» **Work item**
Filter these entries down to the lines that hold the word "ConfigError", and show each of them.

» **Records provided**
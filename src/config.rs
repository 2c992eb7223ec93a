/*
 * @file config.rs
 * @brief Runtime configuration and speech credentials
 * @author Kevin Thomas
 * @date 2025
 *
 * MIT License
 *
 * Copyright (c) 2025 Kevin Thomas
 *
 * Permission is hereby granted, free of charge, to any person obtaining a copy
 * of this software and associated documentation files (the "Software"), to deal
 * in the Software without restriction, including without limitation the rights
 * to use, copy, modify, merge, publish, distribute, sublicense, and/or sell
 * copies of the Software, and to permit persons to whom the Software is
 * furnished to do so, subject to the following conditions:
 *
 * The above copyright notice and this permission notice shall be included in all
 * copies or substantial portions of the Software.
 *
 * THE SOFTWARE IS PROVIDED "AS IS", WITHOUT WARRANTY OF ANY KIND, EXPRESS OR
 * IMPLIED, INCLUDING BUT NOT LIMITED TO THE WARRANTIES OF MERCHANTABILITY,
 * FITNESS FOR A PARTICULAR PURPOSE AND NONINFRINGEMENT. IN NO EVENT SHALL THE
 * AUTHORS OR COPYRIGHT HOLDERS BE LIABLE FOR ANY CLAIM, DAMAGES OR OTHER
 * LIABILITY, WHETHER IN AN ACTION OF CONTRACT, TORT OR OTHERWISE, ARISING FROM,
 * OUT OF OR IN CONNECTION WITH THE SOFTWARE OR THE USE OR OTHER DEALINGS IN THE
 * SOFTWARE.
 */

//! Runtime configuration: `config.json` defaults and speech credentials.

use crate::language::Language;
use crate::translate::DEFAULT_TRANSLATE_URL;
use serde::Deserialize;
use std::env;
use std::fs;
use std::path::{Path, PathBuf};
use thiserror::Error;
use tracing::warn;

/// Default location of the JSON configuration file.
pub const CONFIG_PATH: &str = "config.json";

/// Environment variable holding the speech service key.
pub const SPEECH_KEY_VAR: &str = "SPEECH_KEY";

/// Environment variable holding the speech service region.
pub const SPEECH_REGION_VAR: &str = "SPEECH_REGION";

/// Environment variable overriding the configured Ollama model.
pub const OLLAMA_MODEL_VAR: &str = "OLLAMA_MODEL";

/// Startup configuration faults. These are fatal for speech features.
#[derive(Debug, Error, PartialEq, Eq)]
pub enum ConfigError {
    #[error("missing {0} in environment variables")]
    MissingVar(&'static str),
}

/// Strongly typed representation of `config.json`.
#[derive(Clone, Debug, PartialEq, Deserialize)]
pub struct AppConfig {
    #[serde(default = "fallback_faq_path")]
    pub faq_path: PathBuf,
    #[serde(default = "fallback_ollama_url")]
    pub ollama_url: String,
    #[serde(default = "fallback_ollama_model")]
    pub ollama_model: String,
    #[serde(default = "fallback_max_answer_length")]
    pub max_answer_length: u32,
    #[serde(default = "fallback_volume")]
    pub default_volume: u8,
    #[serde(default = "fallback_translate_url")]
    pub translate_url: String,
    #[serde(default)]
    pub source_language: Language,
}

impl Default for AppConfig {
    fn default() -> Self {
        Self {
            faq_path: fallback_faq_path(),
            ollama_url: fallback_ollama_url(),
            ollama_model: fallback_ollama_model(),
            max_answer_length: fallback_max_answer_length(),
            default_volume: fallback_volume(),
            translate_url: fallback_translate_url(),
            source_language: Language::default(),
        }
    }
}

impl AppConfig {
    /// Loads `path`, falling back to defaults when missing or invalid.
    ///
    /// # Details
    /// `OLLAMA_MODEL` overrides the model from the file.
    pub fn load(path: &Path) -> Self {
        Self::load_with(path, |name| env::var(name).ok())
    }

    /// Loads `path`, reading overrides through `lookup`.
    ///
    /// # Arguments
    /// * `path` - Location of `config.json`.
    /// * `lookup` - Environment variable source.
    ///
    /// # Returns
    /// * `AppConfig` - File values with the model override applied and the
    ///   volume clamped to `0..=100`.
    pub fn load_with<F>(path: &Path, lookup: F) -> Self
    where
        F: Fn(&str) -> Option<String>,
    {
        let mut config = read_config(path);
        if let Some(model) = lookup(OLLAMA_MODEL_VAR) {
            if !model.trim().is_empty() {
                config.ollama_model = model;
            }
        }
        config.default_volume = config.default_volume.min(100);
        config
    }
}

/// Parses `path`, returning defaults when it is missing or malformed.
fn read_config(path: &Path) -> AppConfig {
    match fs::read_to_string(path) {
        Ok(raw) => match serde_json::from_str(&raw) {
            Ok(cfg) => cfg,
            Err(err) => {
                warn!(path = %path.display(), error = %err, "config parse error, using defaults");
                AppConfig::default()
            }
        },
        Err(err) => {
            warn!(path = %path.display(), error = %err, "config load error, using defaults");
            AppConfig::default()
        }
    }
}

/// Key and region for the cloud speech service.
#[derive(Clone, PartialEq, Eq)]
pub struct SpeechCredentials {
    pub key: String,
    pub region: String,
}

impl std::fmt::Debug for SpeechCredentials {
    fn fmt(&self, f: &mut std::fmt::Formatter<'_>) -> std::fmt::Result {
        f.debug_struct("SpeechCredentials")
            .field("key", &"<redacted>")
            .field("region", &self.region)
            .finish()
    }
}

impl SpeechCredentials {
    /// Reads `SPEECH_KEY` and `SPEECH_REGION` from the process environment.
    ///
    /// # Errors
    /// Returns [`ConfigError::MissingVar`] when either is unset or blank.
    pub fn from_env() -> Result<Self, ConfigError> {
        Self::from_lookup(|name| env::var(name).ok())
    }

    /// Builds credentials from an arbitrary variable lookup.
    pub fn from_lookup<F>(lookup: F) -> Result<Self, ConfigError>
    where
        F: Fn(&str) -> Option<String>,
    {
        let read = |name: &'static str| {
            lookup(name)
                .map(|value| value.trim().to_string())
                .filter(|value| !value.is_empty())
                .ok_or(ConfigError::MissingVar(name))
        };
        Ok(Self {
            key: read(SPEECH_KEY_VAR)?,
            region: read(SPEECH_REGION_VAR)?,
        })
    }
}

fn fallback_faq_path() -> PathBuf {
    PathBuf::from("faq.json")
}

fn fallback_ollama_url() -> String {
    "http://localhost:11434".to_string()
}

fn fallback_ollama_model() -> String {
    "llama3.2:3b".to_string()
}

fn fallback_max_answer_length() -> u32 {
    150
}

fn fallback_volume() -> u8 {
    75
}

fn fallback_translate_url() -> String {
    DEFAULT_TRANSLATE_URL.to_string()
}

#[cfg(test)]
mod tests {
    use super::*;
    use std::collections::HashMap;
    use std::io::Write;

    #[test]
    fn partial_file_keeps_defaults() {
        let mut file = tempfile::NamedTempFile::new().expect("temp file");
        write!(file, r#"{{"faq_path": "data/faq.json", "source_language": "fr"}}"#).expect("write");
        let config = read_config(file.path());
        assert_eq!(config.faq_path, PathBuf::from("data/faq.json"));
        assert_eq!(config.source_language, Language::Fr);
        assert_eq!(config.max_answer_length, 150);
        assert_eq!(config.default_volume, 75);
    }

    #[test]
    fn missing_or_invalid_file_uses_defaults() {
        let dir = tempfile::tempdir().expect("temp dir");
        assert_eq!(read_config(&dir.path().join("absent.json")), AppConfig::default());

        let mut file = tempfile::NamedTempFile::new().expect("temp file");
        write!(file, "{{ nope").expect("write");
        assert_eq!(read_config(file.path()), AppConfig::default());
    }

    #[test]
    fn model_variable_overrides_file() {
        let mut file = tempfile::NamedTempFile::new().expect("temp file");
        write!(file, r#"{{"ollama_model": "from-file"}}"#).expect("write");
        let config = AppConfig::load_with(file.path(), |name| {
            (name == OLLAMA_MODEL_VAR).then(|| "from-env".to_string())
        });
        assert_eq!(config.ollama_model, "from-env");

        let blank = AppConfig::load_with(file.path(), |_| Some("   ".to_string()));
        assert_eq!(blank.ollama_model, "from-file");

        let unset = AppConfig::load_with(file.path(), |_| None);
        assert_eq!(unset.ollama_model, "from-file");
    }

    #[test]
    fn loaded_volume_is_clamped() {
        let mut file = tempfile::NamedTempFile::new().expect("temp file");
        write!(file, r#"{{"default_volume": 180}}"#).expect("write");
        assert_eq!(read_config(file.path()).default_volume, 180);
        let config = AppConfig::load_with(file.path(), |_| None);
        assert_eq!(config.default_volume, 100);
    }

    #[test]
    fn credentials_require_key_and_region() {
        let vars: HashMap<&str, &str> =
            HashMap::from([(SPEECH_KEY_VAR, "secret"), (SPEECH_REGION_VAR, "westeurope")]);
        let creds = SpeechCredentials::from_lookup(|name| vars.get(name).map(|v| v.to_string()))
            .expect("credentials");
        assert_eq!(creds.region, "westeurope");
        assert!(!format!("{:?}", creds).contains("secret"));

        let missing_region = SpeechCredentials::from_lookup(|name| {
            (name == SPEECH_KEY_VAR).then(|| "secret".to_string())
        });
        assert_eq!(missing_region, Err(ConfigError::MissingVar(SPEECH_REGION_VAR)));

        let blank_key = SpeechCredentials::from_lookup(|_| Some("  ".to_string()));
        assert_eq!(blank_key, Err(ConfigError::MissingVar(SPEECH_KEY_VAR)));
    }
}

» **Written solution**
pub enum ConfigError {
    /// Returns [`ConfigError::MissingVar`] when either is unset or blank.
    pub fn from_env() -> Result<Self, ConfigError> {
    pub fn from_lookup<F>(lookup: F) -> Result<Self, ConfigError>
                .ok_or(ConfigError::MissingVar(name))
        assert_eq!(missing_region, Err(ConfigError::MissingVar(SPEECH_REGION_VAR)));
        assert_eq!(blank_key, Err(ConfigError::MissingVar(SPEECH_KEY_VAR)));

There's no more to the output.